Had Judson been before Aunt Candace, she would have thrust him from the door with one lifting of her strong, shapely hand. Dollie Gentry would have cracked his head with her rolling pin before she let him go. Cris Mead's wife would have chased him clear to the Neosho; she was Bill Mead's own mother when it came to whooping things; but poor, gentle Mrs.

Whately sat dumb and dazed in a grief-stricken silence.

"Give me your consent, and the thing's done. Marjie's only twenty.

She'll come to me for safety soon as she knows what you do. She'll have to, to save them that's dearest to her. You and her father and her friendship for the Baronets ought to do somethin'; besides, Marjie needs somebody to look after her. She's a pretty girl and everybody runs after her. She'd be spoiled. And she's fond of me, always was fond of me.

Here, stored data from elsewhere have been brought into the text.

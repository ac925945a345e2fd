// Copyright 2025 eraflo
//
// Licensed under the Apache License, Version 2.0 (the "License");
// you may not use this file except in compliance with the License.
// You may obtain a copy of the License at
//
//     http://www.apache.org/licenses/LICENSE-2.0
//
// Unless required by applicable law or agreed to in writing, software
// distributed under the License is distributed on an "AS IS" BASIS,
// WITHOUT WARRANTIES OR CONDITIONS OF ANY KIND, either express or implied.
// See the License for the specific language governing permissions and
// limitations under the License.

//! Threshold analysis of a finished session.

use std::fmt::{self, Display};

use serde::Serialize;

use crate::config::PerformanceThresholds;
use crate::sample::Sample;

/// The bound a sample exceeded.
#[derive(Debug, Clone, Copy, PartialEq, Eq, Hash, Serialize)]
#[serde(rename_all = "snake_case")]
pub enum ViolationKind {
    /// FPS below `min_acceptable_fps`.
    LowFps,
    /// Allocated memory above `max_acceptable_memory_mb`.
    HighMemory,
    /// Draw calls above `max_acceptable_draw_calls`.
    ExcessiveDrawCalls,
    /// Frame time above `max_acceptable_frame_time_ms`.
    LongFrameTime,
}

impl ViolationKind {
    const ALL: [ViolationKind; 4] = [
        ViolationKind::LowFps,
        ViolationKind::HighMemory,
        ViolationKind::ExcessiveDrawCalls,
        ViolationKind::LongFrameTime,
    ];

    /// Whether a larger value is worse for this kind.
    fn higher_is_worse(self) -> bool {
        !matches!(self, ViolationKind::LowFps)
    }
}

impl Display for ViolationKind {
    fn fmt(&self, f: &mut fmt::Formatter<'_>) -> fmt::Result {
        let label = match self {
            ViolationKind::LowFps => "low FPS",
            ViolationKind::HighMemory => "high memory",
            ViolationKind::ExcessiveDrawCalls => "excessive draw calls",
            ViolationKind::LongFrameTime => "long frame time",
        };
        f.write_str(label)
    }
}

/// One sample exceeding one threshold.
#[derive(Debug, Clone, Copy, PartialEq, Serialize)]
pub struct ThresholdViolation {
    /// Frame index of the offending sample.
    pub frame: u64,
    /// Which bound was exceeded.
    pub kind: ViolationKind,
    /// The measured value.
    pub value: f64,
    /// The configured bound.
    pub limit: f64,
}

/// Summary statistics and threshold violations of a session.
#[derive(Debug, Clone, Default, PartialEq, Serialize)]
pub struct AnalysisReport {
    /// Number of samples analyzed.
    pub sample_count: usize,
    /// Elapsed seconds at the last sample.
    pub duration_secs: f64,
    /// Lowest FPS, ignoring samples with a degenerate delta time.
    pub min_fps: Option<f64>,
    /// Mean FPS, ignoring samples with a degenerate delta time.
    pub avg_fps: Option<f64>,
    /// Highest FPS, ignoring samples with a degenerate delta time.
    pub max_fps: Option<f64>,
    /// Longest frame time, in milliseconds.
    pub max_frame_time_ms: Option<f64>,
    /// Highest allocated memory, when the memory group was recorded.
    pub peak_allocated_memory_mb: Option<f64>,
    /// Highest draw-call count, when draw counters were recorded.
    pub max_draw_calls: Option<u32>,
    /// Every violation, in sample order.
    pub violations: Vec<ThresholdViolation>,
}

impl AnalysisReport {
    /// Returns `true` if no sample exceeded any threshold.
    pub fn is_within_thresholds(&self) -> bool {
        self.violations.is_empty()
    }

    /// Iterates over the violations of one kind.
    pub fn violations_of(
        &self,
        kind: ViolationKind,
    ) -> impl Iterator<Item = &ThresholdViolation> + '_ {
        self.violations.iter().filter(move |v| v.kind == kind)
    }

    /// Logs the report. Violations are always logged as warnings; the summary
    /// line only when `announce` is set.
    pub fn log_summary(&self, announce: bool) {
        for kind in ViolationKind::ALL {
            let mut of_kind = self.violations_of(kind);
            let Some(first) = of_kind.next() else {
                continue;
            };
            let (count, worst) = of_kind.fold((1usize, first), |(count, worst), v| {
                let worse = if kind.higher_is_worse() {
                    v.value > worst.value
                } else {
                    v.value < worst.value
                };
                (count + 1, if worse { v } else { worst })
            });
            log::warn!(
                "{count} sample(s) with {kind}: worst {:.2} at frame {} (limit {:.2})",
                worst.value,
                worst.frame,
                worst.limit
            );
        }

        if announce {
            match (self.min_fps, self.avg_fps, self.max_fps) {
                (Some(min), Some(avg), Some(max)) => log::info!(
                    "Performance analysis complete: {} samples over {:.2}s, FPS min {min:.2} / avg {avg:.2} / max {max:.2}",
                    self.sample_count,
                    self.duration_secs
                ),
                _ => log::info!(
                    "Performance analysis complete: {} samples",
                    self.sample_count
                ),
            }
        }
    }
}

/// Compares every sample against the thresholds and summarizes the session.
///
/// Samples with a degenerate delta time (recorded FPS and frame time of `0`)
/// are excluded from the FPS statistics and the FPS check. Memory and draw
/// calls are only checked when their group was recorded.
pub fn analyze(samples: &[Sample], thresholds: &PerformanceThresholds) -> AnalysisReport {
    let mut report = AnalysisReport {
        sample_count: samples.len(),
        duration_secs: samples.last().map_or(0.0, |s| s.elapsed_secs),
        ..Default::default()
    };

    let mut fps_sum = 0.0;
    let mut fps_count = 0usize;

    for sample in samples {
        let mut violate = |kind: ViolationKind, value: f64, limit: f64| {
            report.violations.push(ThresholdViolation {
                frame: sample.frame,
                kind,
                value,
                limit,
            });
        };

        let timed = sample.frame_time_ms > 0.0;
        if timed {
            if sample.fps < thresholds.min_acceptable_fps {
                violate(ViolationKind::LowFps, sample.fps, thresholds.min_acceptable_fps);
            }
            if sample.frame_time_ms > thresholds.max_acceptable_frame_time_ms {
                violate(
                    ViolationKind::LongFrameTime,
                    sample.frame_time_ms,
                    thresholds.max_acceptable_frame_time_ms,
                );
            }
        }
        if let Some(memory) = &sample.memory {
            if memory.allocated_mb > thresholds.max_acceptable_memory_mb {
                violate(
                    ViolationKind::HighMemory,
                    memory.allocated_mb,
                    thresholds.max_acceptable_memory_mb,
                );
            }
        }
        if let Some(counters) = &sample.draw_counters {
            if counters.draw_calls > thresholds.max_acceptable_draw_calls {
                violate(
                    ViolationKind::ExcessiveDrawCalls,
                    f64::from(counters.draw_calls),
                    f64::from(thresholds.max_acceptable_draw_calls),
                );
            }
        }

        if timed {
            fps_sum += sample.fps;
            fps_count += 1;
            report.min_fps = Some(report.min_fps.map_or(sample.fps, |m| m.min(sample.fps)));
            report.max_fps = Some(report.max_fps.map_or(sample.fps, |m| m.max(sample.fps)));
            report.max_frame_time_ms = Some(
                report
                    .max_frame_time_ms
                    .map_or(sample.frame_time_ms, |m| m.max(sample.frame_time_ms)),
            );
        }
        if let Some(memory) = &sample.memory {
            report.peak_allocated_memory_mb = Some(
                report
                    .peak_allocated_memory_mb
                    .map_or(memory.allocated_mb, |m| m.max(memory.allocated_mb)),
            );
        }
        if let Some(counters) = &sample.draw_counters {
            report.max_draw_calls = Some(
                report
                    .max_draw_calls
                    .map_or(counters.draw_calls, |m| m.max(counters.draw_calls)),
            );
        }
    }

    if fps_count > 0 {
        report.avg_fps = Some(fps_sum / fps_count as f64);
    }
    report
}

I don't know what it is about some men makes girls act so; but now, there's Lettie Conlow, she's just real fond of me." (Oh, the popinjay!) "You'll say yes, and say it now." There was a ring of authority in his last words, to which Mrs. Whately had insensibly come to yield.

She sat for a long time trying to see a way out of all this tangled web of her days. At last, she said slowly: "Marjie isn't twenty-one, but she's old for her years. I won't command her. If she will consent, so will I, and I'll do all I can."

Judson was jubilant. He clapped his hands and giggled hysterically.

"Good enough, good enough! I'll let it be quietly understood we are engaged, and I'll manage the rest. You must use all the influence you can with her. Leave nothing undid that you can do. Oh, joy! You'll excuse my pleasure, Mrs. Whately. The prize is as good as mine right now, though it may take a few months even to get it all completely settled. I'll go slow and quiet and careful. But I've won."

Could Mrs. Whately have seen clear into the man's cruel, cunning little mind, she would have been unutterably shocked at the ugly motives contending there. But she couldn't see. She was made for sunshine and quiet ways. She could never fathom the gloom. It was from her father that Marjie inherited all that strong will and courage and power to walk as bravely in the shadows as in the light, trusting and surefooted always.

Judson waited only until some minor affairs had been considered, and then he rose to go.

"I'm so sure of the outcome now," he said gleefully, "I'll put a crimp in some stories right away; and I'll just let it be known quietly at once that the matter's settled, then Marjie can't change it," he added mentally. "And you're to use all your influence. Good-evening, my dear Mrs. W. It'll soon be another name I may have for you."

Meanwhile, Marjie sat up on "Rockport," looking out over the landscape, wrapped in the autumn peace. Every inch of the cliff-side was sacred to her. The remembrance of happy childhood and the sweet and tender memories of love's young dream had hallowed all the ground and made the view of the whole valley a part of the life of the days gone by. The woodland along the Neosho was yellow and bronze and purple in the afternoon sunshine, the waters swept along by verdant banks, for the fall rains had given life to the brown gra.s.ses of August. Far up the river, the shapely old cottonwood stood in the pride of its autumn gold, outlined against a clear blue sky, while all the prairie lay in seas of golden haze about it. On the gray, jagged rocks of the cliff, the blood-red leaves of the vines made a rich warmth of color.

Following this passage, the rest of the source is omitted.